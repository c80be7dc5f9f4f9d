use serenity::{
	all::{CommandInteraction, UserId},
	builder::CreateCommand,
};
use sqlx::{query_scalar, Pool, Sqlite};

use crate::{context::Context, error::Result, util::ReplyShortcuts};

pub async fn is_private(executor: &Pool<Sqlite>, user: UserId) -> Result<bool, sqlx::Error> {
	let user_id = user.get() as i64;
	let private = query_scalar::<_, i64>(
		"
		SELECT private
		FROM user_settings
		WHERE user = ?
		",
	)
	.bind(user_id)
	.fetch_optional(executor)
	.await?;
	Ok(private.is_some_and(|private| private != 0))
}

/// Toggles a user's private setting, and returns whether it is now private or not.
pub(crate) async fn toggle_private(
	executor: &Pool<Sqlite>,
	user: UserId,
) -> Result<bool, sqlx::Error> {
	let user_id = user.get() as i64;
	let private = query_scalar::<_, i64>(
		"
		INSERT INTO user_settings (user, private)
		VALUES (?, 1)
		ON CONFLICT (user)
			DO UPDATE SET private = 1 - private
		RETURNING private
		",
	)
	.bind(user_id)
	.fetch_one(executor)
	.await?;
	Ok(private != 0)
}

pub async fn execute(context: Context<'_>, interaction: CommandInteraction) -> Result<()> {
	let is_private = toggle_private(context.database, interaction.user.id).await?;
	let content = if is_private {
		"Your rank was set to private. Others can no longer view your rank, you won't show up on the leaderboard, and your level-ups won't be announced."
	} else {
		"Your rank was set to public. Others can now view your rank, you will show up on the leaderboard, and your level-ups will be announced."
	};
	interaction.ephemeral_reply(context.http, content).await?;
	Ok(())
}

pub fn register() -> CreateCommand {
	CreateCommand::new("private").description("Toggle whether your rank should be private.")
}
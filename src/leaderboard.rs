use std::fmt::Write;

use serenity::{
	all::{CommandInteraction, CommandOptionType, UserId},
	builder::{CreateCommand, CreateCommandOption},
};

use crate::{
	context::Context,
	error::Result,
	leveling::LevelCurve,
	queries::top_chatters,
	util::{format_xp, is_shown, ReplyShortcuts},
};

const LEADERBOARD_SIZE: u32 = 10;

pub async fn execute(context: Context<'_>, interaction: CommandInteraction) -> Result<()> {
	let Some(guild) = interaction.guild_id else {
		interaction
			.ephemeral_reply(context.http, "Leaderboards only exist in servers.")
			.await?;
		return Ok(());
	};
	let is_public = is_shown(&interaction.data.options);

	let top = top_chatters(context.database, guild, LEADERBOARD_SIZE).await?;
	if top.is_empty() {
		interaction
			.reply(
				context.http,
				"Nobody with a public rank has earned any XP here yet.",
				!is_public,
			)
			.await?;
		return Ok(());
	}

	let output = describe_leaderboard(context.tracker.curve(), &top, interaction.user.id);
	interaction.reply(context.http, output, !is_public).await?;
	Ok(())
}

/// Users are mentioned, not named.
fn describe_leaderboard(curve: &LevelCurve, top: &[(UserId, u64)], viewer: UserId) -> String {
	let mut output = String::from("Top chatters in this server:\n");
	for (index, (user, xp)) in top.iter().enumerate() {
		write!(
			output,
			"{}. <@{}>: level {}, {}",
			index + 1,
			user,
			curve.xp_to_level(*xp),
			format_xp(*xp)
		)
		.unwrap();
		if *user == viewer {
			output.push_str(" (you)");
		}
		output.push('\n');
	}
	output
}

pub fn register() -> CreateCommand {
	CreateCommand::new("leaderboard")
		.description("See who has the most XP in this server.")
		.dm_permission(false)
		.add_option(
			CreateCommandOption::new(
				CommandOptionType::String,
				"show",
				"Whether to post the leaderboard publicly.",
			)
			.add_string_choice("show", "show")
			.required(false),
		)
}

◆ ◆ ◆

- _EXERCISE GOAL_: Reproduce the listing in full, exactly, so that no line is missing.

- _WRITTEN ANSWER_:
repository c80be7dc5f9f4f9d
use serenity::{
	all::{CommandInteraction, UserId},
	builder::CreateCommand,
};
use sqlx::{query_scalar, Pool, Sqlite};

use crate::{context::Context, error::Result, util::ReplyShortcuts};

pub async fn is_private(executor: &Pool<Sqlite>, user: UserId) -> Result<bool, sqlx::Error> {
	let user_id = user.get() as i64;
	let private = query_scalar::<_, i64>(
		"
		SELECT private
		FROM user_settings
		WHERE user = ?
		",
	)
	.bind(user_id)
	.fetch_optional(executor)
	.await?;
	Ok(private.is_some_and(|private| private != 0))
}

/// Toggles a user's private setting, and returns whether it is now private or not.
pub(crate) async fn toggle_private(
	executor: &Pool<Sqlite>,
	user: UserId,
) -> Result<bool, sqlx::Error> {
	let user_id = user.get() as i64;
	let private = query_scalar::<_, i64>(
		"
		INSERT INTO user_settings (user, private)
		VALUES (?, 1)
		ON CONFLICT (user)
			DO UPDATE SET private = 1 - private
		RETURNING private
		",
	)
	.bind(user_id)
	.fetch_one(executor)
	.await?;
	Ok(private != 0)
}

pub async fn execute(context: Context<'_>, interaction: CommandInteraction) -> Result<()> {
	let is_private = toggle_private(context.database, interaction.user.id).await?;
	let content = if is_private {
		"Your rank was set to private. Others can no longer view your rank, you won't show up on the leaderboard, and your level-ups won't be announced."
	} else {
		"Your rank was set to public. Others can now view your rank, you will show up on the leaderboard, and your level-ups will be announced."
	};
	interaction.ephemeral_reply(context.http, content).await?;
	Ok(())
}

pub fn register() -> CreateCommand {
	CreateCommand::new("private").description("Toggle whether your rank should be private.")
}
filename src/leaderboard.rs
use std::fmt::Write;

use serenity::{
	all::{CommandInteraction, CommandOptionType, UserId},
	builder::{CreateCommand, CreateCommandOption},
};

use crate::{
	context::Context,
	error::Result,
	leveling::LevelCurve,
	queries::top_chatters,
	util::{format_xp, is_shown, ReplyShortcuts},
};

const LEADERBOARD_SIZE: u32 = 10;

pub async fn execute(context: Context<'_>, interaction: CommandInteraction) -> Result<()> {
	let Some(guild) = interaction.guild_id else {
		interaction
			.ephemeral_reply(context.http, "Leaderboards only exist in servers.")
			.await?;
		return Ok(());
	};
	let is_public = is_shown(&interaction.data.options);

	let top = top_chatters(context.database, guild, LEADERBOARD_SIZE).await?;
	if top.is_empty() {
		interaction
			.reply(
				context.http,
				"Nobody with a public rank has earned any XP here yet.",
				!is_public,
			)
			.await?;
		return Ok(());
	}

	let output = describe_leaderboard(context.tracker.curve(), &top, interaction.user.id);
	interaction.reply(context.http, output, !is_public).await?;
	Ok(())
}

/// Users are mentioned, not named.
fn describe_leaderboard(curve: &LevelCurve, top: &[(UserId, u64)], viewer: UserId) -> String {
	let mut output = String::from("Top chatters in this server:\n");
	for (index, (user, xp)) in top.iter().enumerate() {
		write!(
			output,
			"{}. <@{}>: level {}, {}",
			index + 1,
			user,
			curve.xp_to_level(*xp),
			format_xp(*xp)
		)
		.unwrap();
		if *user == viewer {
			output.push_str(" (you)");
		}
		output.push('\n');
	}
	output
}

pub fn register() -> CreateCommand {
	CreateCommand::new("leaderboard")
		.description("See who has the most XP in this server.")
		.dm_permission(false)
		.add_option(
			CreateCommandOption::new(
				CommandOptionType::String,
				"show",
				"Whether to post the leaderboard publicly.",
			)
			.add_string_choice("show", "show")
			.required(false),
		)
}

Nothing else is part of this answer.